Before he met Floyd Patterson at the Fair Grounds Coliseum in Indianapolis, where they were formally introduced in a contest for the heavyweight championship of the world, London had been regarded in his native England as a bit of a churl. A former British and Empire champion, he had never been thoroughly accepted, though his record was generally regarded as the best among the British heavyweights, though he had never been knocked off his feet except by a foul and though he had recently stopped (on a cut) a top-rated American boxer, Willie Pastrano. There was something about Brian—his lack of the social graces, for one thing—that chilled his countrymen's regard. As a fighter he was a brawler, a durable taker of punishment, and that won him sufficient acclaim, but there was something about his sneer of victory that held down applause.

But when Brian London entered Indiana he charmed the countryside. His geniality, his wide-eyed smile, his affectation of an accent closer to Oxford than to his native Blackpool, his willingness to tweak babies—all these won the hearts of the Hoosiers. Indiana ladies fawned on him and Brian fawned right back.

Tommy Farr, the ex-pugilist, who as a journalist has himself taken on the urbane manner and genteel diction of a Windmill Theatre straight man, studied this sea change for days and was increasingly astonished.

"Do not be deceived," he finally besought American reporters, who had known him since he upset their natural prejudices by staying 15 rounds with Joe Louis. "Brian has never been like this before. In the ring he is a bull. He is without mercy, I assure you. I have seen him ruin an opponent needlessly."

Farr, writing for the Sunday Pictorial, was one of 11 British reporters on the scene, and most of the 10 others agreed that they never had known such a sweet-souled London.

They were further surprised when London, who has heretofore disdained defense, went into a clumsily effective version of Patterson's glove-to-cheek peekaboo style and made only sporadic attempts to punch, even though, on the few occasions when he tried his fast right hand, he landed it more often than not.

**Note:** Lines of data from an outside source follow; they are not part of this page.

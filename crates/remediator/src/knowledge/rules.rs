//! Prometheus alert-rule files and their coverage by the runbook knowledge base.

use super::{normalize, resolve, KnowledgeBase, KnowledgeError};
use crate::alert::{Priority, Severity};
use serde::{Deserialize, Serialize};
use serde_yaml::{Mapping, Value};
use std::collections::{BTreeMap, BTreeSet};
use std::path::Path;

/// Group that runtime-registered rules are appended to.
pub const DYNAMIC_GROUP: &str = "dynamic-alerts";

#[derive(Debug, Clone, Default, Serialize, Deserialize)]
pub struct RuleFile {
    #[serde(default)]
    pub groups: Vec<RuleGroup>,
}

#[derive(Debug, Clone, Serialize, Deserialize)]
pub struct RuleGroup {
    pub name: String,
    #[serde(default)]
    pub rules: Vec<AlertRule>,
}

#[derive(Debug, Clone, Default, Serialize, Deserialize, PartialEq)]
pub struct AlertRule {
    #[serde(default, skip_serializing_if = "String::is_empty")]
    pub alert: String,
    #[serde(default, skip_serializing_if = "Option::is_none")]
    pub record: Option<String>,
    #[serde(default)]
    pub expr: String,
    #[serde(rename = "for", default, skip_serializing_if = "String::is_empty")]
    pub duration: String,
    #[serde(default)]
    pub labels: BTreeMap<String, String>,
    #[serde(default)]
    pub annotations: BTreeMap<String, String>,
}

impl AlertRule {
    pub fn is_alerting(&self) -> bool {
        self.record.is_none()
    }

    fn invalid(&self, reason: impl Into<String>) -> KnowledgeError {
        KnowledgeError::InvalidRule {
            alert: self.alert.clone(),
            reason: reason.into(),
        }
    }

    pub fn validate(&self) -> Result<(), KnowledgeError> {
        if self.alert.trim().is_empty() {
            return Err(self.invalid("missing alert name"));
        }
        if self.expr.trim().is_empty() {
            return Err(self.invalid("empty expr"));
        }
        if self.duration.trim().is_empty() {
            return Err(self.invalid("missing 'for' duration"));
        }

        let label = |name: &str| {
            self.labels
                .get(name)
                .ok_or_else(|| self.invalid(format!("missing label '{}'", name)))
        };
        label("severity")?
            .parse::<Severity>()
            .map_err(|e| self.invalid(e))?;
        label("priority")?
            .parse::<Priority>()
            .map_err(|e| self.invalid(e))?;

        for annotation in ["summary", "description"] {
            if !self.annotations.contains_key(annotation) {
                return Err(self.invalid(format!("missing annotation '{}'", annotation)));
            }
        }
        Ok(())
    }
}

impl RuleFile {
    pub fn load(path: impl AsRef<Path>) -> Result<Self, KnowledgeError> {
        let path = path.as_ref();
        if !path.exists() {
            return Err(KnowledgeError::Missing(path.to_path_buf()));
        }
        let content = std::fs::read_to_string(path).map_err(|source| KnowledgeError::Read {
            path: path.to_path_buf(),
            source,
        })?;
        Self::from_yaml_str(&content)
    }

    pub fn from_yaml_str(content: &str) -> Result<Self, KnowledgeError> {
        let file: Option<RuleFile> = serde_yaml::from_str(content)?;
        Ok(file.unwrap_or_default())
    }

    pub fn alert_rules(&self) -> impl Iterator<Item = &AlertRule> {
        self.groups
            .iter()
            .flat_map(|g| g.rules.iter())
            .filter(|r| r.is_alerting())
    }

    pub fn alert_names(&self) -> BTreeSet<&str> {
        self.alert_rules().map(|r| r.alert.as_str()).collect()
    }

    /// Check every alerting rule; recording rules are left alone.
    pub fn validate(&self) -> Result<(), KnowledgeError> {
        self.alert_rules().try_for_each(AlertRule::validate)
    }
}

/// Gaps between the alert-rule store and the knowledge base.
#[derive(Debug, Clone, Default, PartialEq, Eq, Serialize)]
pub struct CoverageReport {
    /// Alert names the resolver finds no runbook entry for.
    pub missing_runbooks: Vec<String>,
    /// Runbook keys that no alert rule fires under.
    pub orphaned_runbooks: Vec<String>,
}

impl CoverageReport {
    pub fn is_complete(&self) -> bool {
        self.missing_runbooks.is_empty() && self.orphaned_runbooks.is_empty()
    }
}

pub fn coverage(rules: &RuleFile, kb: &KnowledgeBase) -> CoverageReport {
    let names = rules.alert_names();

    let missing_runbooks = names
        .iter()
        .filter(|name| resolve(name, kb).is_empty())
        .map(|name| name.to_string())
        .collect();

    let normalized: BTreeSet<String> = names.iter().map(|n| normalize(n)).collect();
    let orphaned_runbooks = kb
        .keys()
        .filter(|key| !normalized.contains(&normalize(key)))
        .map(str::to_string)
        .collect();

    CoverageReport {
        missing_runbooks,
        orphaned_runbooks,
    }
}

/// Append `rule` to the `dynamic-alerts` group of a parsed rules document,
/// creating the group (or the whole document) when absent. Other groups are
/// left untouched.
pub fn append_dynamic_rule(doc: Value, rule: &AlertRule) -> Result<Value, serde_yaml::Error> {
    let rule = serde_yaml::to_value(rule)?;

    let mut root = match doc {
        Value::Mapping(m) => m,
        _ => Mapping::new(),
    };

    let mut groups = match root.remove("groups") {
        Some(Value::Sequence(groups)) => groups,
        _ => Vec::new(),
    };

    let existing = groups
        .iter_mut()
        .find(|g| g.get("name").and_then(Value::as_str) == Some(DYNAMIC_GROUP));

    match existing {
        Some(Value::Mapping(group)) => {
            let mut rules = match group.remove("rules") {
                Some(Value::Sequence(rules)) => rules,
                _ => Vec::new(),
            };
            rules.push(rule);
            group.insert(Value::from("rules"), Value::Sequence(rules));
        }
        _ => {
            let mut group = Mapping::new();
            group.insert(Value::from("name"), Value::from(DYNAMIC_GROUP));
            group.insert(Value::from("rules"), Value::Sequence(vec![rule]));
            groups.push(Value::Mapping(group));
        }
    }

    root.insert(Value::from("groups"), Value::Sequence(groups));
    Ok(Value::Mapping(root))
}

Instead of the vicious style which had won him so much respect, London hid for round after round behind his eight-ounce gloves, the standard weight for title fights in Indiana. He tucked them firmly against his chin and they alone saved him from early destruction. "I kept left-hooking him to the glove," Patterson said.

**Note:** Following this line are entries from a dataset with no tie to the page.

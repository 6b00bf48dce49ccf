//! Agent Runtime
//!
//! The tool-invocation loop: ask the decision-maker for the next step, run
//! the chosen tools one after another, append what they returned, repeat
//! until a final answer or the step bound.

use super::conversation::ConversationState;
use super::decision::{Decision, DecisionMaker};
use super::executor::ExecutionStatus;
use super::result::{TurnEvent, TurnOutcome, TurnReport};
use super::tools::{ToolContext, ToolEffect, ToolSet};
use crate::metrics;
use std::sync::Arc;
use tracing::{debug, error, info, warn};

/// Agent runtime for executing operator turns
pub struct AgentRuntime {
    decision_maker: Arc<dyn DecisionMaker>,
    tools: ToolSet,
    system_prompt: String,
    max_steps: u32,
}

impl AgentRuntime {
    pub fn new(
        decision_maker: Arc<dyn DecisionMaker>,
        tools: ToolSet,
        system_prompt: String,
        max_steps: u32,
    ) -> Self {
        Self {
            decision_maker,
            tools,
            system_prompt,
            max_steps: max_steps.max(1),
        }
    }

    pub fn tools(&self) -> &ToolSet {
        &self.tools
    }

    pub fn max_steps(&self) -> u32 {
        self.max_steps
    }

    pub async fn run_turn(
        &self,
        session_id: &str,
        state: &mut ConversationState,
        input: &str,
    ) -> TurnReport {
        self.run_turn_observed(session_id, state, input, &mut |_: &TurnEvent| {})
            .await
    }

    /// Run one operator turn, reporting each step to `observer` as it happens.
    pub async fn run_turn_observed(
        &self,
        session_id: &str,
        state: &mut ConversationState,
        input: &str,
        observer: &mut (dyn FnMut(&TurnEvent) + Send),
    ) -> TurnReport {
        info!(session = %session_id, "Starting turn");
        state.push_user(input);

        let specs = self.tools.specs();
        let mut steps = 0u32;
        let mut tool_calls = 0usize;
        let mut plans = Vec::new();
        let mut executions = Vec::new();

        let (mut answer, outcome) = loop {
            if steps >= self.max_steps {
                warn!(session = %session_id, limit = self.max_steps, "Step limit reached");
                break (
                    format!(
                        "Stopped: the step limit of {} was reached before a final answer. \
                         No further actions were taken in this turn.",
                        self.max_steps
                    ),
                    TurnOutcome::StepLimitExceeded {
                        limit: self.max_steps,
                    },
                );
            }
            steps += 1;

            let decision = match self
                .decision_maker
                .decide(&self.system_prompt, state, &specs)
                .await
            {
                Ok(decision) => decision,
                Err(e) => {
                    error!(session = %session_id, error = %e, "Decision-maker failed");
                    break (
                        format!(
                            "Error: the reasoning backend failed ({}). No further actions were taken in this turn.",
                            e
                        ),
                        TurnOutcome::DecisionFailed {
                            error: e.to_string(),
                        },
                    );
                }
            };

            let (thought, calls) = match decision {
                Decision::FinalAnswer(text) => break (text, TurnOutcome::Answered),
                Decision::CallTools { thought, calls } if calls.is_empty() => {
                    break (thought, TurnOutcome::Answered)
                }
                Decision::CallTools { thought, calls } => (thought, calls),
            };

            debug!(session = %session_id, step = steps, calls = calls.len(), "Decided to call tools");
            observer(&TurnEvent::Decided {
                thought: thought.clone(),
                calls: calls.clone(),
            });
            state.push_assistant(thought, calls.clone());

            // Strictly sequential: a later call may depend on an earlier observation.
            for call in calls {
                let result = {
                    let ctx = ToolContext {
                        session_id,
                        plans: state.plans(),
                    };
                    self.tools.invoke(&call, &ctx).await
                };
                tool_calls += 1;

                match result.effect {
                    Some(ToolEffect::PlanProposed(plan)) => {
                        state.record_plan(plan.clone());
                        plans.push(plan);
                    }
                    Some(ToolEffect::Executed(execution)) => {
                        // An aborted request leaves the plan waiting for confirmation.
                        if execution.status != ExecutionStatus::Aborted {
                            state.consume_plan(&execution.action, &execution.component);
                        }
                        executions.push(execution);
                    }
                    None => {}
                }

                state.push_tool(call.id.clone(), result.output.clone());
                observer(&TurnEvent::ToolOutput {
                    call,
                    output: result.output,
                    success: result.success,
                });
            }
        };

        // Execution outcomes reach the operator verbatim, whatever the answer says.
        for execution in &executions {
            if !answer.contains(&execution.detail) {
                if !answer.is_empty() {
                    answer.push_str("\n\n");
                }
                answer.push_str(&execution.detail);
            }
        }

        state.push_assistant(answer.clone(), Vec::new());
        observer(&TurnEvent::FinalAnswer(answer.clone()));
        metrics::record_turn(outcome.label());
        info!(session = %session_id, steps, tool_calls, outcome = %outcome, "Turn finished");

        TurnReport {
            answer,
            outcome,
            steps,
            tool_calls,
            plans,
            executions,
        }
    }
}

Thus London remained afoot until the 10th round, when Patterson's alternative, a body attack, finally forced down the high guard. In the 10th Patterson crashed a left to London's body, then caught him on the temple with a right hand that felled London for the first time in his entire bully boy career. London sank to one knee. There was a count of 5, and then the bell rang. It saved London, but only temporarily.